• **Work to be completed**
In how many lines of the data does the word "ChatMessage" appear? Give the number by itself.

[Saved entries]
•••••
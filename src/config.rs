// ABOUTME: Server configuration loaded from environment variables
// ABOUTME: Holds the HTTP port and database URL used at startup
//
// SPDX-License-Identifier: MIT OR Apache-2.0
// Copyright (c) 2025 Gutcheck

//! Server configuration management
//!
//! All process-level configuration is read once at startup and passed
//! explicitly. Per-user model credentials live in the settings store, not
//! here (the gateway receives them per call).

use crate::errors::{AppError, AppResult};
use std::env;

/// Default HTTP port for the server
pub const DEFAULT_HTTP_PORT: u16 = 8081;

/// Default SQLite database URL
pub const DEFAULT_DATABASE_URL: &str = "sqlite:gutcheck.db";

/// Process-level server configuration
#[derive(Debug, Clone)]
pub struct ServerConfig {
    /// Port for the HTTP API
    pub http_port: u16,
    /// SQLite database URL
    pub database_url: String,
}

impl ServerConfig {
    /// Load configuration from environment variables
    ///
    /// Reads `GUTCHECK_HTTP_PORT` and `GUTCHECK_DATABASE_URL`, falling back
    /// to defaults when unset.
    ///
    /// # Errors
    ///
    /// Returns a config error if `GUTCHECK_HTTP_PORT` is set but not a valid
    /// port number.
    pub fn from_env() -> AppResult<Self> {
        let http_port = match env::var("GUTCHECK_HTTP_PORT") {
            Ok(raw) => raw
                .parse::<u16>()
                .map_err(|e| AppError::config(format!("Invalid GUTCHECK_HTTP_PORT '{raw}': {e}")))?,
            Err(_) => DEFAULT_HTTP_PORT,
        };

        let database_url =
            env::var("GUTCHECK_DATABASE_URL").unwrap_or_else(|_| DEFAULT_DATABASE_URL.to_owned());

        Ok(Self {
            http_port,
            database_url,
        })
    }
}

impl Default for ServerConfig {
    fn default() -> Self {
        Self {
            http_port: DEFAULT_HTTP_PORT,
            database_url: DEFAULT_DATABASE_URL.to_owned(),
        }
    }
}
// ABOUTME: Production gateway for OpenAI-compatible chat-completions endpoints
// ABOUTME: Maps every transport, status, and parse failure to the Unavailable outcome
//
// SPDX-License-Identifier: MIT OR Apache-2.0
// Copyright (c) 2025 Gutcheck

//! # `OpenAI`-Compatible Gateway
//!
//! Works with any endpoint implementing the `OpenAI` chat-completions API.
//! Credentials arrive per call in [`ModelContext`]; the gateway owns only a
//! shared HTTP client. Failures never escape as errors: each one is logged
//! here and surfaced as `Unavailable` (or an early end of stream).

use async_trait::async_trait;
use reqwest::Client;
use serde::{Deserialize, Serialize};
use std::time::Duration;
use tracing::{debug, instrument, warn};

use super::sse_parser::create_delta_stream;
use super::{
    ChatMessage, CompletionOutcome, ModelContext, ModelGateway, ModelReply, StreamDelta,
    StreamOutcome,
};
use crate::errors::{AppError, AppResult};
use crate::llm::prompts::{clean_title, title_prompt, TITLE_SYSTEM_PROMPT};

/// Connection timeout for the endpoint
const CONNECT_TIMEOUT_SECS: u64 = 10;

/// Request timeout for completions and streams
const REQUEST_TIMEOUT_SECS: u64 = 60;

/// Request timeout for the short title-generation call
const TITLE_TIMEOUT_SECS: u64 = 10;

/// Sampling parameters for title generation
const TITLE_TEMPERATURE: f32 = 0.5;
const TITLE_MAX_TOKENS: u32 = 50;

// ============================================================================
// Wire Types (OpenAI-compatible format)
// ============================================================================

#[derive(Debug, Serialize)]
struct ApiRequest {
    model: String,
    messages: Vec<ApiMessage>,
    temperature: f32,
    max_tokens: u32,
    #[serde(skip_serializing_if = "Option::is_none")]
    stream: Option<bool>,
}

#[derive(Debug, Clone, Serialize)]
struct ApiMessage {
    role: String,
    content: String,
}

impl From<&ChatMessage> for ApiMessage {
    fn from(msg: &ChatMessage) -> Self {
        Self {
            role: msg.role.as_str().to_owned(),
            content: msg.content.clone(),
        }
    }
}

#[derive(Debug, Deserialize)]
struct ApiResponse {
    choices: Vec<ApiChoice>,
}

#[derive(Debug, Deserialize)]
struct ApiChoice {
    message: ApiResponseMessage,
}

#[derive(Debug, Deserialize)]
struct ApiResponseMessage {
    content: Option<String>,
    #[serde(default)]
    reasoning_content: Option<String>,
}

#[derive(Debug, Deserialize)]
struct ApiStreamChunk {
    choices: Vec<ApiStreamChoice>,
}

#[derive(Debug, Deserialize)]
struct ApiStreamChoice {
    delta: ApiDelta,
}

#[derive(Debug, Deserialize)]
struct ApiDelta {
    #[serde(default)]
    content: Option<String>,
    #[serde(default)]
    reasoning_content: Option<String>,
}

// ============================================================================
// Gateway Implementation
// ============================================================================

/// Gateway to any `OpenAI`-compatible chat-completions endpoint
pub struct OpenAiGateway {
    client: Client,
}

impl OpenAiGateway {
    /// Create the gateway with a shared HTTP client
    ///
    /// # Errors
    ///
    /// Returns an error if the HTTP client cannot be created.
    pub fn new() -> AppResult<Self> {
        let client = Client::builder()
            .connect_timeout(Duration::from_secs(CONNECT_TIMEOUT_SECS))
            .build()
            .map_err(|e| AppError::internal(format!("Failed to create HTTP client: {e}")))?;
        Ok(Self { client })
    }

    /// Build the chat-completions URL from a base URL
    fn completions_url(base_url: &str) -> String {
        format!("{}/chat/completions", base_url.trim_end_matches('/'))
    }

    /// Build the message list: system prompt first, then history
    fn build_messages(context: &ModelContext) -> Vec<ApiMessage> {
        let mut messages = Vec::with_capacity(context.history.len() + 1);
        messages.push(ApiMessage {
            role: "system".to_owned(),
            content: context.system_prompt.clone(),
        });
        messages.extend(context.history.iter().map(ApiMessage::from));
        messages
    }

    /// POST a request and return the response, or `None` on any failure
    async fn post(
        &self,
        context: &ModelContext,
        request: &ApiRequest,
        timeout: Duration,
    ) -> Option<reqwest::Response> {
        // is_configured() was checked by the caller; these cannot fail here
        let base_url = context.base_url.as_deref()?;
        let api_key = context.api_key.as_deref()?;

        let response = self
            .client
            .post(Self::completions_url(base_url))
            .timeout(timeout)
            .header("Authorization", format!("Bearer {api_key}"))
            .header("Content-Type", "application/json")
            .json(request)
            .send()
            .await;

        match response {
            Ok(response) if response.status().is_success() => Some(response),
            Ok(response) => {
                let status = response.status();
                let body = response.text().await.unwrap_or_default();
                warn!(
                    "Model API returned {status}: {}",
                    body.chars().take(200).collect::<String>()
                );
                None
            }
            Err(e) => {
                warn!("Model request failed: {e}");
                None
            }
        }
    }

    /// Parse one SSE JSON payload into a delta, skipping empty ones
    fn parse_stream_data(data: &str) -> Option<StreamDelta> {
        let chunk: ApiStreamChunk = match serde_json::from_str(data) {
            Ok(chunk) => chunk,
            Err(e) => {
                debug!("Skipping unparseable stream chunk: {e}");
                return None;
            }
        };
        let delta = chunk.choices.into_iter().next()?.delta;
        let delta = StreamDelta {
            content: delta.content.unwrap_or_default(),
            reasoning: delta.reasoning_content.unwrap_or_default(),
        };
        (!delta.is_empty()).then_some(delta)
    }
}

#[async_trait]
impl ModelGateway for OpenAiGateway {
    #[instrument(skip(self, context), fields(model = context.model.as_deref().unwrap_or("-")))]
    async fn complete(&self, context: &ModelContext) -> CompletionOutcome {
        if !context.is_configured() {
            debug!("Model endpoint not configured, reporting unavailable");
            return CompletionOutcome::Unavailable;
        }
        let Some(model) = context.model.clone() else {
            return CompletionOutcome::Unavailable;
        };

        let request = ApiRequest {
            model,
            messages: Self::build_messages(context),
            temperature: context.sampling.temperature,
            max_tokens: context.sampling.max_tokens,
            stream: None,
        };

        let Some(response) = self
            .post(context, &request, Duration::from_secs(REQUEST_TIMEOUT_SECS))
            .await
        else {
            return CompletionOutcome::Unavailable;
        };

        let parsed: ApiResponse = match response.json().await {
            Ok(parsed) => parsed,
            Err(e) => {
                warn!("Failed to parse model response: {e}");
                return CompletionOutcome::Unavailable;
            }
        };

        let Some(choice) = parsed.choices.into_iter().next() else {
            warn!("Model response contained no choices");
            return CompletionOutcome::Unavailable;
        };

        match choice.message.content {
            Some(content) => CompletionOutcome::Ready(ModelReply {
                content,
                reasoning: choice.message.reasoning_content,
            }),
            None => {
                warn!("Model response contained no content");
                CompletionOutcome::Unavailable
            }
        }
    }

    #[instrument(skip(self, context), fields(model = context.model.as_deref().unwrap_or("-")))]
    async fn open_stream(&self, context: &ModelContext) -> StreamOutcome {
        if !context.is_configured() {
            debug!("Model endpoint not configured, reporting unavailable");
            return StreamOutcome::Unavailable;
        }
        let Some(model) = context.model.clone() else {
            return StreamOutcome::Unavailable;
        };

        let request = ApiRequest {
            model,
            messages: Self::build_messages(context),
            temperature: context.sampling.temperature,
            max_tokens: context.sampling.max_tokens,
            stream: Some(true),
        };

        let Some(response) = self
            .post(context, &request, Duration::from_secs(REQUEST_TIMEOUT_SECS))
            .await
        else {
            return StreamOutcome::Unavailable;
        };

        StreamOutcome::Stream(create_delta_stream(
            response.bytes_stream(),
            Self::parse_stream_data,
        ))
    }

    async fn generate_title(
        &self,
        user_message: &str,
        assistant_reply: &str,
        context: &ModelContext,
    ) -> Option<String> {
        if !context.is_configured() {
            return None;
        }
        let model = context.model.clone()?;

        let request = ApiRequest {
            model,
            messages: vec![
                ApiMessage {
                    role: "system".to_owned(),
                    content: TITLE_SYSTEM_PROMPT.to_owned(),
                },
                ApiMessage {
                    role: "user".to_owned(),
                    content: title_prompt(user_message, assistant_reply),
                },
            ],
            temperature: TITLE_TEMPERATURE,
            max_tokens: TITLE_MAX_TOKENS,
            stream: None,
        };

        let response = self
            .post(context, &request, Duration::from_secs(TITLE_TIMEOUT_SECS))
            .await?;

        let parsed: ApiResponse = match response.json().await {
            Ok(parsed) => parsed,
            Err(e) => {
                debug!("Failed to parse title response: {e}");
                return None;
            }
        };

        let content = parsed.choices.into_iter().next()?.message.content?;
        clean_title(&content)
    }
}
•••••
• **Exercise solution**
3